Study material
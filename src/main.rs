//! Verify Responder
//!
//! Watches the chat area of a game window for `/verify NNNN` prompts and
//! types the reply into whatever window has keyboard focus. Controlled with
//! global hotkeys; the console window shows the log.

// Only the Windows entry point drives the library modules
#![cfg_attr(not(windows), allow(dead_code))]

mod capture;
mod config;
mod diagnostics;
mod error;
mod input;
mod logging;
mod monitor;
mod ocr;
mod paths;

pub use logging::log;

#[cfg(not(windows))]
fn main() -> anyhow::Result<()> {
    Err(anyhow::anyhow!(
        "verify-responder captures the screen and injects keys through Win32 and only runs on Windows"
    ))
}

#[cfg(windows)]
fn main() -> anyhow::Result<()> {
    app::run()
}

#[cfg(windows)]
mod app {
    use anyhow::{anyhow, Result};
    use std::time::Duration;

    use windows::core::w;
    use windows::Win32::Foundation::{HWND, LPARAM, LRESULT, WPARAM};
    use windows::Win32::System::LibraryLoader::GetModuleHandleW;
    use windows::Win32::UI::Input::KeyboardAndMouse::{
        RegisterHotKey, UnregisterHotKey, MOD_CONTROL, MOD_NOREPEAT, MOD_SHIFT, VIRTUAL_KEY,
        VK_F10, VK_F11, VK_F12, VK_F9,
    };
    use windows::Win32::UI::WindowsAndMessaging::{
        CreateWindowExW, DefWindowProcW, DestroyWindow, DispatchMessageW, GetMessageW, KillTimer,
        PostQuitMessage, RegisterClassW, SetTimer, TranslateMessage, CW_USEDEFAULT, MSG,
        WM_DESTROY, WM_HOTKEY, WM_TIMER, WNDCLASSW, WS_OVERLAPPEDWINDOW,
    };

    use crate::capture::{self, CaptureRegion, GdiScreen};
    use crate::config::{self, AppConfig, ConfigWatcher, SharedParameters};
    use crate::diagnostics;
    use crate::input::SendInputKeyboard;
    use crate::logging::{self, log_channel, LogReceiver, LogSender};
    use crate::monitor::{MonitorBackends, MonitorController, MonitorState};
    use crate::ocr::{self, TesseractCli};
    use crate::{log, paths};

    const HOTKEY_START: i32 = 1;
    const HOTKEY_STOP: i32 = 2;
    const HOTKEY_TEST_OCR: i32 = 3;
    const HOTKEY_EXIT: i32 = 4;

    const HOTKEYS: [(i32, VIRTUAL_KEY, &str); 4] = [
        (HOTKEY_START, VK_F9, "start monitoring"),
        (HOTKEY_STOP, VK_F10, "stop monitoring"),
        (HOTKEY_TEST_OCR, VK_F11, "test OCR and save preview"),
        (HOTKEY_EXIT, VK_F12, "exit"),
    ];

    /// Log drain and config check period.
    const POLL_TIMER_ID: usize = 1;
    const POLL_INTERVAL: Duration = Duration::from_millis(120);

    /// Everything the message loop acts on.
    struct App {
        config: AppConfig,
        fallback_region: CaptureRegion,
        params: SharedParameters,
        controller: MonitorController,
        status_tx: LogSender,
        status: LogReceiver,
        watcher: ConfigWatcher,
    }

    pub fn run() -> Result<()> {
        logging::install_panic_hook();
        paths::ensure_directories()?;
        log("Verify Responder starting");

        let config_path = paths::get_config_path();
        let config = config::load_config(&config_path);

        let (screen_width, screen_height) = capture::primary_screen_size();
        let fallback_region = capture::default_region(screen_width, screen_height);

        let params = match config.to_parameters(fallback_region) {
            Ok(params) => params,
            Err(e) => {
                log(&format!("{:#}. Using default monitor settings.", e));
                AppConfig::default().to_parameters(fallback_region)?
            }
        };
        log(&format!("Monitor settings: {}", params));

        if let Err(e) = ocr::locate_tesseract(config.tesseract_path.as_deref()) {
            log(&format!("Warning: Tesseract not available: {:#}", e));
            log("Install Tesseract OCR or set tesseract_path in config.json. Monitoring cannot start without it.");
        }

        let params = SharedParameters::new(params);
        let (status_tx, status) = log_channel();
        let controller =
            MonitorController::new(params.clone(), status_tx.clone(), backend_factory(&config));

        let mut app = App {
            config,
            fallback_region,
            params,
            controller,
            status_tx,
            status,
            watcher: ConfigWatcher::new(config_path),
        };

        let hwnd = create_message_window()?;
        register_hotkeys(hwnd)?;
        unsafe {
            if SetTimer(hwnd, POLL_TIMER_ID, POLL_INTERVAL.as_millis() as u32, None) == 0 {
                return Err(anyhow!("Failed to create poll timer"));
            }
        }

        if app.config.autostart {
            app.start_monitoring();
        } else {
            log("Monitoring is stopped. Press Ctrl+Shift+F9 to start.");
        }

        let mut msg = MSG::default();
        unsafe {
            while GetMessageW(&mut msg, HWND::default(), 0, 0).as_bool() {
                match msg.message {
                    WM_HOTKEY => app.on_hotkey(msg.wParam.0 as i32),
                    WM_TIMER if msg.wParam.0 == POLL_TIMER_ID => app.on_timer(),
                    _ => {}
                }
                let _ = TranslateMessage(&msg);
                DispatchMessageW(&msg);
            }
        }

        app.controller.stop();
        app.forward_status();

        unsafe {
            let _ = KillTimer(hwnd, POLL_TIMER_ID);
            for (id, _, _) in HOTKEYS {
                let _ = UnregisterHotKey(hwnd, id);
            }
            let _ = DestroyWindow(hwnd);
        }

        log("Verify Responder exited");
        Ok(())
    }

    /// Backends are built on every start, so a Tesseract installed while
    /// the app is running is picked up by the next start.
    fn backend_factory(config: &AppConfig) -> Box<dyn FnMut() -> Result<MonitorBackends>> {
        let tesseract_path = config.tesseract_path.clone();
        let timeout = config.ocr_timeout();
        Box::new(move || -> Result<MonitorBackends> {
            let tesseract = ocr::locate_tesseract(tesseract_path.as_deref())?;
            Ok(MonitorBackends {
                screen: Box::new(GdiScreen),
                recognizer: Box::new(TesseractCli::new(tesseract, timeout)),
                keyboard: Box::new(SendInputKeyboard),
            })
        })
    }

    impl App {
        fn on_hotkey(&mut self, id: i32) {
            match id {
                HOTKEY_START => self.start_monitoring(),
                HOTKEY_STOP => {
                    if !self.controller.stop() {
                        log("Monitoring is not running");
                    }
                }
                HOTKEY_TEST_OCR => self.test_ocr(),
                HOTKEY_EXIT => {
                    log("Exit requested");
                    unsafe { PostQuitMessage(0) };
                }
                _ => {}
            }
            self.forward_status();
        }

        fn on_timer(&mut self) {
            self.forward_status();
            self.reload_config();
        }

        fn start_monitoring(&mut self) {
            match self.controller.start() {
                Ok(true) => {}
                Ok(false) => log("Monitoring is already running"),
                Err(e) => log(&format!("Failed to start monitoring: {:#}", e)),
            }
        }

        /// Copies queued worker status lines to the application log.
        fn forward_status(&self) {
            for event in self.status.drain() {
                log(&event.message);
            }
        }

        fn reload_config(&mut self) {
            let Some(loaded) = self.watcher.poll() else {
                return;
            };

            let config = match loaded {
                Ok(config) => config,
                Err(e) => {
                    log(&format!("Config change ignored: {:#}", e));
                    return;
                }
            };

            match config.to_parameters(self.fallback_region) {
                Ok(params) => {
                    log(&format!("Config reloaded: {}", params));
                    self.params.publish(params);
                    if config.tesseract_path != self.config.tesseract_path
                        || config.ocr_timeout_ms != self.config.ocr_timeout_ms
                    {
                        self.rebuild_controller(&config);
                    }
                    self.config = config;
                }
                Err(e) => log(&format!("Config change ignored: {:#}", e)),
            }
        }

        /// OCR engine settings are bound when the worker starts; a running
        /// monitor is restarted to pick them up.
        fn rebuild_controller(&mut self, config: &AppConfig) {
            let was_running = self.controller.state() == MonitorState::Running;
            self.controller.stop();
            self.controller = MonitorController::new(
                self.params.clone(),
                self.status_tx.clone(),
                backend_factory(config),
            );

            if was_running {
                log("OCR settings changed, restarting monitor");
                self.start_monitoring();
            }
        }

        fn test_ocr(&self) {
            log("Test OCR requested");
            let tesseract = match ocr::locate_tesseract(self.config.tesseract_path.as_deref()) {
                Ok(tesseract) => tesseract,
                Err(e) => {
                    log(&format!("Test OCR failed: {:#}", e));
                    return;
                }
            };

            let recognizer = TesseractCli::new(tesseract, self.config.ocr_timeout());
            let region = self.params.snapshot().region;
            match diagnostics::run_ocr_test(
                &mut GdiScreen,
                &recognizer,
                &region,
                &paths::get_debug_dir(),
            ) {
                Ok(report) => {
                    for line in report.log_lines() {
                        log(&line);
                    }
                }
                Err(e) => log(&format!("Test OCR failed: {:#}", e)),
            }
        }
    }

    fn register_hotkeys(hwnd: HWND) -> Result<()> {
        for (id, vk, action) in HOTKEYS {
            unsafe {
                RegisterHotKey(hwnd, id, MOD_CONTROL | MOD_SHIFT | MOD_NOREPEAT, vk.0 as u32)
                    .map_err(|e| anyhow!("Failed to register hotkey for {}: {}", action, e))?;
            }
            log(&format!(
                "Hotkey: Ctrl+Shift+F{} ({})",
                vk.0 - VK_F9.0 + 9,
                action
            ));
        }
        Ok(())
    }

    fn create_message_window() -> Result<HWND> {
        unsafe {
            let hinstance = GetModuleHandleW(None)?;
            let class_name = w!("VerifyResponderClass");

            let wc = WNDCLASSW {
                lpfnWndProc: Some(window_proc),
                hInstance: hinstance.into(),
                lpszClassName: class_name,
                ..Default::default()
            };

            let atom = RegisterClassW(&wc);
            if atom == 0 {
                return Err(anyhow!("Failed to register window class"));
            }

            let hwnd = CreateWindowExW(
                Default::default(),
                class_name,
                w!("Verify Responder"),
                WS_OVERLAPPEDWINDOW,
                CW_USEDEFAULT,
                CW_USEDEFAULT,
                CW_USEDEFAULT,
                CW_USEDEFAULT,
                None,
                None,
                hinstance,
                None,
            )?;

            Ok(hwnd)
        }
    }

    unsafe extern "system" fn window_proc(
        hwnd: HWND,
        msg: u32,
        wparam: WPARAM,
        lparam: LPARAM,
    ) -> LRESULT {
        unsafe {
            match msg {
                WM_DESTROY => {
                    PostQuitMessage(0);
                    LRESULT(0)
                }
                _ => DefWindowProcW(hwnd, msg, wparam, lparam),
            }
        }
    }
}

Activity
Reproduce the listing above exactly, but only from its first line through the line holding "shows the log."; both of those lines are included.

Solution to this task
filename src/main.rs
//! Verify Responder
//!
//! Watches the chat area of a game window for `/verify NNNN` prompts and
//! types the reply into whatever window has keyboard focus. Controlled with
//! global hotkeys; the console window shows the log.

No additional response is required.